The Silenced (Gyeongseong School: Disappeared Girls), film, 2015, dir. Lee Hae-young
This makes a tonal shift in the second half, from gothic mystery to action thriller; I appreciate the first half more, but to my surprise the shift didn't lose me—largely because the writing remains solid, no dumb twists, just foreshadowing carried through. This is visually superb, so beautiful with such luscious imagery; I love the themes, the female intimacies (this movie has one (1) male character, bless), and the exploration of sick bodies, revenge/cure fantasies, and the social manipulation of women. This is a quiet gem, and I want more people to watch it.

Tumblr posts: visuals; women and illness narratives, this last copied below for safekeeping.

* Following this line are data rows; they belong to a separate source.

#[cfg(test)]
mod tests {
    use super::*;
    use carrent_core::models::{BookingStatus, PaymentStatus};

    fn command(start: NaiveDate, end: NaiveDate, method: PaymentMethod) -> CreateBookingCommand {
        CreateBookingCommand {
            vehicle_id: 1,
            start_date: start,
            end_date: end,
            payment_method: method,
            payment_method_ref: None,
            pickup_location: None,
            dropoff_location: None,
            special_requests: None,
        }
    }

    #[test]
    fn test_non_blank() {
        assert_eq!(non_blank(Some("  ")), None);
        assert_eq!(non_blank(Some(" tok ")), Some("tok"));
        assert_eq!(non_blank(None), None);
    }

    #[test]
    fn test_settings_from_config() {
        let config = BookingConfig {
            payment_timeout_secs: 3,
            max_special_requests_len: 200,
            ..Default::default()
        };
        let settings = BookingServiceSettings::from_config(&config);
        assert_eq!(settings.payment_timeout, Duration::from_secs(3));
        assert_eq!(settings.max_special_requests_len, 200);
    }

    #[test]
    fn test_command_method_ref_ignores_blank() {
        let day = NaiveDate::from_ymd_opt(2025, 1, 1).unwrap();
        let mut cmd = command(day, day, PaymentMethod::Visa);
        cmd.payment_method_ref = Some("   ".to_string());
        assert!(cmd.method_ref().is_none());
    }

    struct NullStore {
        updates: Vec<(i64, BookingStatus, PaymentStatus)>,
    }

    #[async_trait::async_trait]
    impl BookingStore for NullStore {
        async fn insert_booking(&mut self, _booking: &NewBooking) -> AppResult<Booking> {
            unreachable!()
        }

        async fn update_booking_status(
            &mut self,
            id: i64,
            status: BookingStatus,
            payment_status: PaymentStatus,
        ) -> AppResult<()> {
            self.updates.push((id, status, payment_status));
            Ok(())
        }

        async fn insert_payment(
            &mut self,
            _payment: &NewPayment,
        ) -> AppResult<carrent_core::models::Payment> {
            unreachable!()
        }

        async fn get_booking_for_update(&mut self, _id: i64) -> AppResult<Option<Booking>> {
            Ok(None)
        }

        async fn soft_delete_booking(&mut self, _id: i64) -> AppResult<bool> {
            Ok(false)
        }
    }

    fn pending_booking() -> Booking {
        let day = NaiveDate::from_ymd_opt(2025, 1, 1).unwrap();
        NewBooking {
            renter_id: 3,
            vehicle_id: 1,
            range: DateRange::new(day, day),
            total_amount: rust_decimal::Decimal::ONE,
            status: BookingStatus::Pending,
            payment_method: PaymentMethod::Cash,
            payment_status: PaymentStatus::Unpaid,
            pickup_location: String::new(),
            dropoff_location: String::new(),
            special_requests: None,
        }
        .into_booking(42, Utc::now())
    }

    #[tokio::test]
    async fn test_apply_transition_persists_and_emits_event() {
        let mut store = NullStore { updates: vec![] };
        let (booking, event) =
            apply_transition(&mut store, pending_booking(), BookingTrigger::MarkPaid, Some(9))
                .await
                .unwrap();

        assert_eq!(booking.status, BookingStatus::Confirmed);
        assert_eq!(
            store.updates,
            vec![(42, BookingStatus::Confirmed, PaymentStatus::Paid)]
        );
        assert!(matches!(
            event,
            BookingEvent::BookingStateChanged {
                from: BookingStatus::Pending,
                to: BookingStatus::Confirmed,
                actor_id: Some(9),
                ..
            }
        ));
    }

    #[tokio::test]
    async fn test_rejected_transition_writes_nothing() {
        let mut store = NullStore { updates: vec![] };
        let err = apply_transition(&mut store, pending_booking(), BookingTrigger::Complete, None)
            .await
            .unwrap_err();

        assert!(matches!(err, AppError::InvalidTransition { booking_id: 42, .. }));
        assert!(store.updates.is_empty());
    }

    #[tokio::test]
    async fn test_deleted_booking_is_not_found() {
        let mut store = NullStore { updates: vec![] };
        let err = lock_live_booking(&mut store, 5).await.unwrap_err();
        assert!(matches!(err, AppError::BookingNotFound(5)));
    }
}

Juu's Favorite Tropes/Subgenes So Obscure There's No Name for Them #53 is this amorphous and piecemeal mess of:

physical or mental illness in women as an exploration of women's bodies and autonomy; a flawed "cure" (engaging escapist fantasies and recognizing that chronic conditions can rarely be cured); revenge against those that used women's illnesses and bodies to control them (because revenge fantasies are cathartic) that have sad resolutions for the protagonist (to recognize that conditions are chronic/intuitions that exploit them persist).

It actually isn't that specific: The Silenced follows it to a T; it's the plot of Sucker Punch and a lot of asylumpunk (#348) follows this narrative. In fact, it shares the same function as asylumpunk: representing issues of illness and female bodies; transforming it to reclaim it—in asylumpunk, via romanticization; here, as a power fantasy. I value it for both parts, the representation and catharsis.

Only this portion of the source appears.